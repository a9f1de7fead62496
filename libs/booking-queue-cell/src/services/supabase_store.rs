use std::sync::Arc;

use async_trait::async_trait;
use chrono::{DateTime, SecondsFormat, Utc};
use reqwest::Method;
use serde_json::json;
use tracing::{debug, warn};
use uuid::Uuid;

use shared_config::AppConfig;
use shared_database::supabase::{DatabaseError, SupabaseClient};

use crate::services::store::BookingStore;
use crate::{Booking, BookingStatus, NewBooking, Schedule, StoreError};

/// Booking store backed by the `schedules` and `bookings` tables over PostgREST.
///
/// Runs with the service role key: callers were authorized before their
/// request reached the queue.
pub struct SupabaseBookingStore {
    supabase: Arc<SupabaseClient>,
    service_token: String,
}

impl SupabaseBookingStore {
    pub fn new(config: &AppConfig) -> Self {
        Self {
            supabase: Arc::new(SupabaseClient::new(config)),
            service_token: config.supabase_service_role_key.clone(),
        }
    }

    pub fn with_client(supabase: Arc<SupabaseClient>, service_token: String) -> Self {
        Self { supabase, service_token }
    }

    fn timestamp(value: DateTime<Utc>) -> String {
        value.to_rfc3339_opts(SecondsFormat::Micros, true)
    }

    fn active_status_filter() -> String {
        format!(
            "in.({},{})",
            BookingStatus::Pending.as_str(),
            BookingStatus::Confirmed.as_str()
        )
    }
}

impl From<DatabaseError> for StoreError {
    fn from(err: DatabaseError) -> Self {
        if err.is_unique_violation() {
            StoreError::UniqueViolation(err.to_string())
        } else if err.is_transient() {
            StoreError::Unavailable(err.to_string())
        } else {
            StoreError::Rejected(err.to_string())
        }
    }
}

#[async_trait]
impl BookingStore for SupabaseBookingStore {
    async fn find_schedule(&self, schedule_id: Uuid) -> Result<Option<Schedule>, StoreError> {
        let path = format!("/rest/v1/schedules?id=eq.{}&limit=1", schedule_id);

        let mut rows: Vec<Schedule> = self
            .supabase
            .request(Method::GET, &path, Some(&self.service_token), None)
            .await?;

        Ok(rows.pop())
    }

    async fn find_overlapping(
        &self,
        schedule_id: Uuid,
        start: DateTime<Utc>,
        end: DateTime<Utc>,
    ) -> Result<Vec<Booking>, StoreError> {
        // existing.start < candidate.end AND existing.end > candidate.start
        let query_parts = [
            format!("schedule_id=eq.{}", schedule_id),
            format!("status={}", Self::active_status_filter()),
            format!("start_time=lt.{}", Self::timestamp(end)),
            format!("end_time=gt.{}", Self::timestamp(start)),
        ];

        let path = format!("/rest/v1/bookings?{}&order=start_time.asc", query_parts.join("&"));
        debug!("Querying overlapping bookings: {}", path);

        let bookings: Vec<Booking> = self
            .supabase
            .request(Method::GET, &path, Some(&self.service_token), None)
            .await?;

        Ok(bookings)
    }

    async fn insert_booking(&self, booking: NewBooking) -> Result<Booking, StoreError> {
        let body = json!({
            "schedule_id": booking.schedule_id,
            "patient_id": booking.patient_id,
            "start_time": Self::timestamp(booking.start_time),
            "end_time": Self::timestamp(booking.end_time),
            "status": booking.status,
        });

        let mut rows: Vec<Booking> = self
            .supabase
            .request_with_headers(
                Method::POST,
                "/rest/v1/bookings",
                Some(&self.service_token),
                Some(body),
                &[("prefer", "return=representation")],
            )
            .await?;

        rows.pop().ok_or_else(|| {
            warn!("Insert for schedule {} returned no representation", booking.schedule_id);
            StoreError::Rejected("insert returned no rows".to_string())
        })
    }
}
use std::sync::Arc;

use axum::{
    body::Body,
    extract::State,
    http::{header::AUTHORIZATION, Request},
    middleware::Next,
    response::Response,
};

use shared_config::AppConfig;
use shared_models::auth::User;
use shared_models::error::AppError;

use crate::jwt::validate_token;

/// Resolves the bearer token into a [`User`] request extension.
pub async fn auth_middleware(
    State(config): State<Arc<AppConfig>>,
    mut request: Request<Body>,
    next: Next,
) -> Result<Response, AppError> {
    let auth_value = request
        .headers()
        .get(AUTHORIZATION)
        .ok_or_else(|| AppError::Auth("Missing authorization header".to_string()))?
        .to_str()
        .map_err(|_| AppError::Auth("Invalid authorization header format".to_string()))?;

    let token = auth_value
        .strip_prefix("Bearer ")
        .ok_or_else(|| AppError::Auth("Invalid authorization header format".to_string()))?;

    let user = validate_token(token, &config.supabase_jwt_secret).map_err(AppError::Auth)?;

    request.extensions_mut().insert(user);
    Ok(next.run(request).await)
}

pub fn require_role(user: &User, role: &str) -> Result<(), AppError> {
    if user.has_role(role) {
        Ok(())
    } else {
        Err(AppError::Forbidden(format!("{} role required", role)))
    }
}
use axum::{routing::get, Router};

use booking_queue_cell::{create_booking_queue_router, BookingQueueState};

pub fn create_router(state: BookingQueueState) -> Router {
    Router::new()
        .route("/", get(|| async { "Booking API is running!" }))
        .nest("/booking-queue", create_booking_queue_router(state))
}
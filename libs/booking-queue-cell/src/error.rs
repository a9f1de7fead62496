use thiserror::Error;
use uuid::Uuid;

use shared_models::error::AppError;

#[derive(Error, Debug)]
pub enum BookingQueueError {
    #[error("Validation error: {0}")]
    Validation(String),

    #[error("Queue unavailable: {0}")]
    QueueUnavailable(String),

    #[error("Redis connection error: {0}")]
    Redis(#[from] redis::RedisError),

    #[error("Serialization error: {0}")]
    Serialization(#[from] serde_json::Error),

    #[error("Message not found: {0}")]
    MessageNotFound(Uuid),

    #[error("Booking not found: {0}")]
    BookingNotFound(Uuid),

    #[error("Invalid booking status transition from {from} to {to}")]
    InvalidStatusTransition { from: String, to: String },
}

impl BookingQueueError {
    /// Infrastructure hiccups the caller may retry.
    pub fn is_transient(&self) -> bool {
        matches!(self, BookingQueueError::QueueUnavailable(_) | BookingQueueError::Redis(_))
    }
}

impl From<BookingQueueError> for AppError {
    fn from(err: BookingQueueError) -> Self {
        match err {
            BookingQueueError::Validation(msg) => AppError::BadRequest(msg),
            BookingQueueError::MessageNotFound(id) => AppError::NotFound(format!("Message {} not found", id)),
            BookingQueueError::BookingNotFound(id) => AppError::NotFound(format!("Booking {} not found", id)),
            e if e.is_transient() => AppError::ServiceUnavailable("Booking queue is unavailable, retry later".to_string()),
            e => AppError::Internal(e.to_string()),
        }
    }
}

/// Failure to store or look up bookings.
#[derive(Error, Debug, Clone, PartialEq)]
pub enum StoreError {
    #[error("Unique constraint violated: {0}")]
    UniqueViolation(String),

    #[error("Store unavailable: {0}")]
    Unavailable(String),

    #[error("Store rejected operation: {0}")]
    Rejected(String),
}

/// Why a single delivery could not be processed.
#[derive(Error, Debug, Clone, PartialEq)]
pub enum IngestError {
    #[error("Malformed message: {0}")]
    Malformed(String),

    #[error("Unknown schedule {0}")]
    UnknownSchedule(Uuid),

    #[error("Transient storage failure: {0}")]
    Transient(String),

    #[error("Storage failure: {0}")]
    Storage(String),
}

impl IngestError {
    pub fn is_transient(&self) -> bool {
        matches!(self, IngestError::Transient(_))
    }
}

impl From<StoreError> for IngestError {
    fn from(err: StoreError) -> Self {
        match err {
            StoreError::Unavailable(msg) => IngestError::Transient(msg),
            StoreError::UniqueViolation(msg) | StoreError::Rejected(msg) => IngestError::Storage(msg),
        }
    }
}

Assignment: Set down all the data exactly as given.

Worked solution:
repository a9f1de7fead62496
filename libs/booking-queue-cell/src/services/supabase_store.rs
use std::sync::Arc;

use async_trait::async_trait;
use chrono::{DateTime, SecondsFormat, Utc};
use reqwest::Method;
use serde_json::json;
use tracing::{debug, warn};
use uuid::Uuid;

use shared_config::AppConfig;
use shared_database::supabase::{DatabaseError, SupabaseClient};

use crate::services::store::BookingStore;
use crate::{Booking, BookingStatus, NewBooking, Schedule, StoreError};

/// Booking store backed by the `schedules` and `bookings` tables over PostgREST.
///
/// Runs with the service role key: callers were authorized before their
/// request reached the queue.
pub struct SupabaseBookingStore {
    supabase: Arc<SupabaseClient>,
    service_token: String,
}

impl SupabaseBookingStore {
    pub fn new(config: &AppConfig) -> Self {
        Self {
            supabase: Arc::new(SupabaseClient::new(config)),
            service_token: config.supabase_service_role_key.clone(),
        }
    }

    pub fn with_client(supabase: Arc<SupabaseClient>, service_token: String) -> Self {
        Self { supabase, service_token }
    }

    fn timestamp(value: DateTime<Utc>) -> String {
        value.to_rfc3339_opts(SecondsFormat::Micros, true)
    }

    fn active_status_filter() -> String {
        format!(
            "in.({},{})",
            BookingStatus::Pending.as_str(),
            BookingStatus::Confirmed.as_str()
        )
    }
}

impl From<DatabaseError> for StoreError {
    fn from(err: DatabaseError) -> Self {
        if err.is_unique_violation() {
            StoreError::UniqueViolation(err.to_string())
        } else if err.is_transient() {
            StoreError::Unavailable(err.to_string())
        } else {
            StoreError::Rejected(err.to_string())
        }
    }
}

#[async_trait]
impl BookingStore for SupabaseBookingStore {
    async fn find_schedule(&self, schedule_id: Uuid) -> Result<Option<Schedule>, StoreError> {
        let path = format!("/rest/v1/schedules?id=eq.{}&limit=1", schedule_id);

        let mut rows: Vec<Schedule> = self
            .supabase
            .request(Method::GET, &path, Some(&self.service_token), None)
            .await?;

        Ok(rows.pop())
    }

    async fn find_overlapping(
        &self,
        schedule_id: Uuid,
        start: DateTime<Utc>,
        end: DateTime<Utc>,
    ) -> Result<Vec<Booking>, StoreError> {
        // existing.start < candidate.end AND existing.end > candidate.start
        let query_parts = [
            format!("schedule_id=eq.{}", schedule_id),
            format!("status={}", Self::active_status_filter()),
            format!("start_time=lt.{}", Self::timestamp(end)),
            format!("end_time=gt.{}", Self::timestamp(start)),
        ];

        let path = format!("/rest/v1/bookings?{}&order=start_time.asc", query_parts.join("&"));
        debug!("Querying overlapping bookings: {}", path);

        let bookings: Vec<Booking> = self
            .supabase
            .request(Method::GET, &path, Some(&self.service_token), None)
            .await?;

        Ok(bookings)
    }

    async fn insert_booking(&self, booking: NewBooking) -> Result<Booking, StoreError> {
        let body = json!({
            "schedule_id": booking.schedule_id,
            "patient_id": booking.patient_id,
            "start_time": Self::timestamp(booking.start_time),
            "end_time": Self::timestamp(booking.end_time),
            "status": booking.status,
        });

        let mut rows: Vec<Booking> = self
            .supabase
            .request_with_headers(
                Method::POST,
                "/rest/v1/bookings",
                Some(&self.service_token),
                Some(body),
                &[("prefer", "return=representation")],
            )
            .await?;

        rows.pop().ok_or_else(|| {
            warn!("Insert for schedule {} returned no representation", booking.schedule_id);
            StoreError::Rejected("insert returned no rows".to_string())
        })
    }
}
use std::sync::Arc;

use axum::{
    body::Body,
    extract::State,
    http::{header::AUTHORIZATION, Request},
    middleware::Next,
    response::Response,
};

use shared_config::AppConfig;
use shared_models::auth::User;
use shared_models::error::AppError;

use crate::jwt::validate_token;

/// Resolves the bearer token into a [`User`] request extension.
pub async fn auth_middleware(
    State(config): State<Arc<AppConfig>>,
    mut request: Request<Body>,
    next: Next,
) -> Result<Response, AppError> {
    let auth_value = request
        .headers()
        .get(AUTHORIZATION)
        .ok_or_else(|| AppError::Auth("Missing authorization header".to_string()))?
        .to_str()
        .map_err(|_| AppError::Auth("Invalid authorization header format".to_string()))?;

    let token = auth_value
        .strip_prefix("Bearer ")
        .ok_or_else(|| AppError::Auth("Invalid authorization header format".to_string()))?;

    let user = validate_token(token, &config.supabase_jwt_secret).map_err(AppError::Auth)?;

    request.extensions_mut().insert(user);
    Ok(next.run(request).await)
}

pub fn require_role(user: &User, role: &str) -> Result<(), AppError> {
    if user.has_role(role) {
        Ok(())
    } else {
        Err(AppError::Forbidden(format!("{} role required", role)))
    }
}
use axum::{routing::get, Router};

use booking_queue_cell::{create_booking_queue_router, BookingQueueState};

pub fn create_router(state: BookingQueueState) -> Router {
    Router::new()
        .route("/", get(|| async { "Booking API is running!" }))
        .nest("/booking-queue", create_booking_queue_router(state))
}
filename libs/booking-queue-cell/src/error.rs
repository a9f1de7fead62496
use thiserror::Error;
use uuid::Uuid;

use shared_models::error::AppError;

#[derive(Error, Debug)]
pub enum BookingQueueError {
    #[error("Validation error: {0}")]
    Validation(String),

    #[error("Queue unavailable: {0}")]
    QueueUnavailable(String),

    #[error("Redis connection error: {0}")]
    Redis(#[from] redis::RedisError),

    #[error("Serialization error: {0}")]
    Serialization(#[from] serde_json::Error),

    #[error("Message not found: {0}")]
    MessageNotFound(Uuid),

    #[error("Booking not found: {0}")]
    BookingNotFound(Uuid),

    #[error("Invalid booking status transition from {from} to {to}")]
    InvalidStatusTransition { from: String, to: String },
}

impl BookingQueueError {
    /// Infrastructure hiccups the caller may retry.
    pub fn is_transient(&self) -> bool {
        matches!(self, BookingQueueError::QueueUnavailable(_) | BookingQueueError::Redis(_))
    }
}

impl From<BookingQueueError> for AppError {
    fn from(err: BookingQueueError) -> Self {
        match err {
            BookingQueueError::Validation(msg) => AppError::BadRequest(msg),
            BookingQueueError::MessageNotFound(id) => AppError::NotFound(format!("Message {} not found", id)),
            BookingQueueError::BookingNotFound(id) => AppError::NotFound(format!("Booking {} not found", id)),
            e if e.is_transient() => AppError::ServiceUnavailable("Booking queue is unavailable, retry later".to_string()),
            e => AppError::Internal(e.to_string()),
        }
    }
}

/// Failure to store or look up bookings.
#[derive(Error, Debug, Clone, PartialEq)]
pub enum StoreError {
    #[error("Unique constraint violated: {0}")]
    UniqueViolation(String),

    #[error("Store unavailable: {0}")]
    Unavailable(String),

    #[error("Store rejected operation: {0}")]
    Rejected(String),
}

/// Why a single delivery could not be processed.
#[derive(Error, Debug, Clone, PartialEq)]
pub enum IngestError {
    #[error("Malformed message: {0}")]
    Malformed(String),

    #[error("Unknown schedule {0}")]
    UnknownSchedule(Uuid),

    #[error("Transient storage failure: {0}")]
    Transient(String),

    #[error("Storage failure: {0}")]
    Storage(String),
}

impl IngestError {
    pub fn is_transient(&self) -> bool {
        matches!(self, IngestError::Transient(_))
    }
}

impl From<StoreError> for IngestError {
    fn from(err: StoreError) -> Self {
        match err {
            StoreError::Unavailable(msg) => IngestError::Transient(msg),
            StoreError::UniqueViolation(msg) | StoreError::Rejected(msg) => IngestError::Storage(msg),
        }
    }
}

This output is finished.